Figure 3. NO^• inhibits H-Ras activity.

(A) HEK-293 (HEK) or N293 cells were treated with 10 μM A23187 for 2 h. Cell lysates were subjected to the H-Ras pull-down assay using GST–RBD. GST–RBD protein complexes were separated by SDS/PAGE (15% gels) and immunoblotted for H-Ras or GST. An anti-α-tubulin immunoblot from the initial lysates was included as a protein loading control. (B) The relative amount of active H-Ras co-interacting with GST–RBD was quantified by densitometry. Results are means±S.D. for three independent experiments. * P<0.05. (C) HEK-293 (HEK) and N293 cells were incubated in DMEM medium containing 0.5 mCi of carrier-free [³²P]P_i for 4 h.
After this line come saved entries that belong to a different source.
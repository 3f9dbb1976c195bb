//! Single-line input prompt driven by a blocking key source.

use ratatui::style::Style;
use tabula_core::error::ScreenError;
use tabula_core::key::{EventSource, Key};
use tabula_core::region::Region;
use tabula_core::terminal::Terminal;
use tabula_core::text::StyledText;

/// Callback run with the buffer and its whitespace-separated tokens.
pub type SubmitFn = Box<dyn FnMut(&str, &[&str]) -> Result<(), ScreenError>>;

/// Style configuration for the input prompt.
#[derive(Debug, Clone, Default, PartialEq, Eq)]
pub struct InputPromptStyle {
    /// Base style of the prefix.
    pub prefix: Style,
    /// Style of the typed text.
    pub text: Style,
}

/// A prompt reading one line at a time into a buffer.
///
/// Every key is applied to the buffer, then the prompt repaints
/// `prefix + buffer + cursor`, word-wrapped to its region, and flushes the
/// terminal. Enter hands the line to `on_enter` and empties the buffer; Tab
/// hands it to `on_tab`, if set, and leaves it alone.
///
/// # Example
///
/// ```
/// use ratatui::layout::Rect;
/// use tabula_core::testing::{RecordingRegion, RecordingTerminal, ScriptedKeys};
/// use tabula_core::key::Key;
/// use tabula_widgets::input_prompt::InputPrompt;
///
/// let region = RecordingRegion::new(Rect::new(0, 0, 20, 1));
/// let mut prompt = InputPrompt::new(region, RecordingTerminal::new(), |line, tokens| {
///     assert_eq!(line, "go north");
///     assert_eq!(tokens, ["go", "north"]);
///     Ok(())
/// });
/// prompt.listen(&mut ScriptedKeys::typed("go north").then(Key::Enter)).unwrap();
/// assert_eq!(prompt.value(), "");
/// ```
pub struct InputPrompt<R: Region, T: Terminal> {
    buffer: String,
    prefix: StyledText,
    cursor: StyledText,
    style: InputPromptStyle,
    region: R,
    terminal: T,
    on_enter: SubmitFn,
    on_tab: Option<SubmitFn>,
}

impl<R: Region, T: Terminal> InputPrompt<R, T> {
    /// A prompt over `region` with prefix `"> "` and a block cursor.
    pub fn new<F>(region: R, terminal: T, on_enter: F) -> Self
    where
        F: FnMut(&str, &[&str]) -> Result<(), ScreenError> + 'static,
    {
        Self {
            buffer: String::new(),
            prefix: StyledText::raw("> "),
            cursor: StyledText::raw("\u{2588}"),
            style: InputPromptStyle::default(),
            region,
            terminal,
            on_enter: Box::new(on_enter),
            on_tab: None,
        }
    }

    /// Set the prefix shown before the buffer.
    pub fn with_prefix(mut self, prefix: impl Into<StyledText>) -> Self {
        self.prefix = prefix.into();
        self
    }

    /// Set the glyph drawn after the buffer.
    pub fn with_cursor(mut self, cursor: impl Into<StyledText>) -> Self {
        self.cursor = cursor.into();
        self
    }

    /// Set the style configuration.
    pub fn with_style(mut self, style: InputPromptStyle) -> Self {
        self.style = style;
        self
    }

    /// Register the Tab callback.
    pub fn with_on_tab<F>(mut self, on_tab: F) -> Self
    where
        F: FnMut(&str, &[&str]) -> Result<(), ScreenError> + 'static,
    {
        self.on_tab = Some(Box::new(on_tab));
        self
    }

    /// Change the prefix; shown from the next refresh on.
    pub fn set_prefix(&mut self, prefix: impl Into<StyledText>) {
        self.prefix = prefix.into();
    }

    /// The line typed so far.
    pub fn value(&self) -> &str {
        &self.buffer
    }

    /// The region the prompt paints into.
    pub fn region(&self) -> &R {
        &self.region
    }

    /// Apply one key to the buffer, running callbacks as needed.
    ///
    /// Backspace on an empty buffer and Tab without a callback do nothing.
    pub fn handle_key(&mut self, key: Key) -> Result<(), ScreenError> {
        log::trace!("prompt key {key:?}");
        match key {
            Key::Backspace => {
                self.buffer.pop();
            }
            Key::Tab => {
                if let Some(on_tab) = self.on_tab.as_mut() {
                    let tokens: Vec<&str> = self.buffer.split_whitespace().collect();
                    on_tab(&self.buffer, &tokens)?;
                }
            }
            Key::Enter => {
                let line = std::mem::take(&mut self.buffer);
                let tokens: Vec<&str> = line.split_whitespace().collect();
                log::debug!("prompt submitted {} tokens", tokens.len());
                (self.on_enter)(&line, &tokens)?;
            }
            Key::Char(c) => self.buffer.push(c),
        }
        Ok(())
    }

    /// Repaint the prompt and flush the terminal.
    pub fn refresh(&mut self) -> Result<(), ScreenError> {
        let text = self
            .prefix
            .style(self.style.prefix)
            .concat(&StyledText::styled(self.buffer.as_str(), self.style.text))
            .concat(&self.cursor);

        self.region.clear();
        for line in text.wrap(self.region.width()) {
            self.region.append_line(line);
        }
        self.region.draw()?;
        self.terminal.flush()
    }

    /// Hide the cursor, paint the prompt, then handle and repaint for every
    /// key `events` delivers.
    ///
    /// Returns when `events` runs dry or anything fails. The cursor is shown
    /// again either way.
    pub fn listen(&mut self, events: &mut impl EventSource) -> Result<(), ScreenError> {
        log::debug!("prompt listening");
        self.terminal.hide_cursor()?;
        let result = self.refresh().and_then(|()| {
            events.listen(&mut |key: Key| -> Result<(), ScreenError> {
                self.handle_key(key)?;
                self.refresh()
            })
        });
        let restored = self.terminal.show_cursor();
        log::debug!("prompt stopped listening");
        result.and(restored)
    }
}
The cells were then stimulated with 10 μM A23187 for 1 h, lysed and then immunoprecipitated for 2 h at 4 °C with anti-H-Ras antibody. H-Ras-bound nucleotides (GTP and GDP) were eluted and separated by TLC. GTP/GDP ratios were quantified by PhosphorImaging. The data represent the means for two independent experiments. The GTP/GDP ratios for the two experiments were 0.13 and 0.27 for HEK-293 control cells; 0.45 and 0.31 for HEK-293 cells plus A23187 (labelled Cal); 0.21 and 0.26 for N293 cells; and, 0.17 and 0.18 for N293 cells plus A23187 (labelled Cal).